How to format your references using the Digital Communications and Networks citation style

This is a short guide how to format citations and the bibliography in a manuscript for Digital Communications and Networks. For a complete guide how to prepare your manuscript refer to the journal's instructions to authors.

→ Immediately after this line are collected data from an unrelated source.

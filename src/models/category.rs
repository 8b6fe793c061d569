//! PTO category model and related types.
//!
//! This module defines the [`PtoCategory`] and [`CategoryConfig`] types that
//! describe how a paid-time-off bucket accrues and where its balance is capped.

use chrono::NaiveDate;
use rust_decimal::Decimal;
use serde::{Deserialize, Serialize};

use crate::error::{EngineError, EngineResult};

/// Default minutes of time off earned per hour worked for shift-linked categories.
pub const DEFAULT_SHIFT_ACCRUAL_MINUTES: Decimal = Decimal::from_parts(5, 0, 0, false, 0);

/// How often a category's periodic accrual is paid.
#[derive(Debug, Clone, Copy, PartialEq, Eq, Hash, Serialize, Deserialize)]
#[serde(rename_all = "snake_case")]
pub enum AccrualFrequency {
    /// Every calendar day on or after the start date.
    Daily,
    /// Every Sunday on or after the start date.
    Weekly,
    /// Every 14 days counted from the start date.
    Biweekly,
    /// The 1st of every month after the start date.
    Monthly,
    /// Every January 1st after the start date.
    Annually,
}

impl std::fmt::Display for AccrualFrequency {
    fn fmt(&self, f: &mut std::fmt::Formatter<'_>) -> std::fmt::Result {
        match self {
            AccrualFrequency::Daily => write!(f, "daily"),
            AccrualFrequency::Weekly => write!(f, "weekly"),
            AccrualFrequency::Biweekly => write!(f, "biweekly"),
            AccrualFrequency::Monthly => write!(f, "monthly"),
            AccrualFrequency::Annually => write!(f, "annually"),
        }
    }
}

/// Marks a category as earning time off from worked shifts.
#[derive(Debug, Clone, Copy, PartialEq, Eq, Serialize, Deserialize)]
pub struct ShiftAccrual {
    /// Minutes earned per hour worked.
    #[serde(default = "default_minutes_per_hour")]
    pub minutes_per_hour: Decimal,
}

fn default_minutes_per_hour() -> Decimal {
    DEFAULT_SHIFT_ACCRUAL_MINUTES
}

impl Default for ShiftAccrual {
    fn default() -> Self {
        Self {
            minutes_per_hour: DEFAULT_SHIFT_ACCRUAL_MINUTES,
        }
    }
}

/// The accrual rules and caps of a PTO category.
///
/// All amounts are in fractional hours.
///
/// # Example
///
/// ```
/// use pto_engine::models::{AccrualFrequency, CategoryConfig};
/// use chrono::NaiveDate;
/// use rust_decimal::Decimal;
///
/// let config = CategoryConfig {
///     accrual_rate: Decimal::new(185, 2),
///     accrual_frequency: Some(AccrualFrequency::Weekly),
///     start_date: NaiveDate::from_ymd_opt(2024, 1, 1),
///     max_balance: Some(Decimal::new(48, 0)),
///     ..CategoryConfig::new("Flex PTO")
/// };
///
/// assert!(config.has_periodic_accrual());
/// assert_eq!(config.clamp(Decimal::new(50, 0)), Decimal::new(48, 0));
/// ```
#[derive(Debug, Clone, PartialEq, Serialize, Deserialize)]
pub struct CategoryConfig {
    /// Display name (e.g. "Vacation").
    pub name: String,
    /// Hours earned per accrual period.
    #[serde(default)]
    pub accrual_rate: Decimal,
    /// Accrual period; `None` means the category has no periodic accrual.
    #[serde(default)]
    pub accrual_frequency: Option<AccrualFrequency>,
    /// The date accrual starts.
    #[serde(default)]
    pub start_date: Option<NaiveDate>,
    /// Balance on the start date.
    #[serde(default)]
    pub starting_balance: Decimal,
    /// Absolute ceiling on the balance.
    #[serde(default)]
    pub max_balance: Option<Decimal>,
    /// Maximum periodic accrual per calendar year.
    #[serde(default)]
    pub yearly_accrual_cap: Option<Decimal>,
    /// Hours granted every January 1st, outside the yearly cap.
    #[serde(default)]
    pub annual_grant_amount: Option<Decimal>,
    /// Periodic hours already accrued in the start date's year.
    #[serde(default)]
    pub accrued_ytd: Decimal,
    /// Skip weekly accrual in the first week of a year that paid a grant.
    #[serde(default)]
    pub skip_grant_week: bool,
    /// Shift-linked accrual policy, if this category earns from shifts.
    #[serde(default)]
    pub shift_accrual: Option<ShiftAccrual>,
}

impl CategoryConfig {
    /// Creates a category with the given name and no accrual rules.
    pub fn new(name: impl Into<String>) -> Self {
        Self {
            name: name.into(),
            accrual_rate: Decimal::ZERO,
            accrual_frequency: None,
            start_date: None,
            starting_balance: Decimal::ZERO,
            max_balance: None,
            yearly_accrual_cap: None,
            annual_grant_amount: None,
            accrued_ytd: Decimal::ZERO,
            skip_grant_week: false,
            shift_accrual: None,
        }
    }

    /// Returns true if the category pays a non-zero periodic accrual.
    pub fn has_periodic_accrual(&self) -> bool {
        self.accrual_frequency.is_some() && !self.accrual_rate.is_zero()
    }

    /// Returns the annual grant amount if one is configured and positive.
    pub fn annual_grant(&self) -> Option<Decimal> {
        self.annual_grant_amount.filter(|amount| *amount > Decimal::ZERO)
    }

    /// Checks that every field required by the accrual rules is present.
    ///
    /// A frequency or an annual grant cannot be scheduled without a start
    /// date; no default is substituted.
    pub fn validate(&self) -> EngineResult<()> {
        if self.start_date.is_none()
            && (self.accrual_frequency.is_some() || self.annual_grant().is_some())
        {
            return Err(EngineError::MissingConfig {
                category: self.name.clone(),
                field: "start_date".to_string(),
            });
        }
        Ok(())
    }

    /// Clamps a balance to `max_balance`, if set.
    pub fn clamp(&self, balance: Decimal) -> Decimal {
        match self.max_balance {
            Some(max) if balance > max => max,
            _ => balance,
        }
    }
}

/// A PTO category with its identity.
#[derive(Debug, Clone, PartialEq, Serialize, Deserialize)]
pub struct PtoCategory {
    /// Unique identifier for the category.
    pub id: String,
    /// The category's accrual rules.
    #[serde(flatten)]
    pub config: CategoryConfig,
}

impl PtoCategory {
    /// Creates a category from an identifier and its configuration.
    pub fn new(id: impl Into<String>, config: CategoryConfig) -> Self {
        Self {
            id: id.into(),
            config,
        }
    }

    /// Returns the category's display name.
    pub fn name(&self) -> &str {
        &self.config.name
    }
}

Using reference management software

Typically you don't format your citations and bibliography by hand. The easiest way is to use a reference manager:

PaperpileThe citation style is built in and you can choose it in Settings > Citation Style or Paperpile > Citation Style in Google Docs.
EndNoteFind the style here: output styles overview
Mendeley, Zotero, Papers, and othersThe style is either built in or you can download a CSL file that is supported by most references management programs.
BibTeXBibTeX syles are usually part of a LaTeX template. Check the instructions to authors if the publisher offers a LaTeX template for this journal.

Journal articles

Those examples are references to articles in scholarly journals and how they are supposed to appear in your bibliography.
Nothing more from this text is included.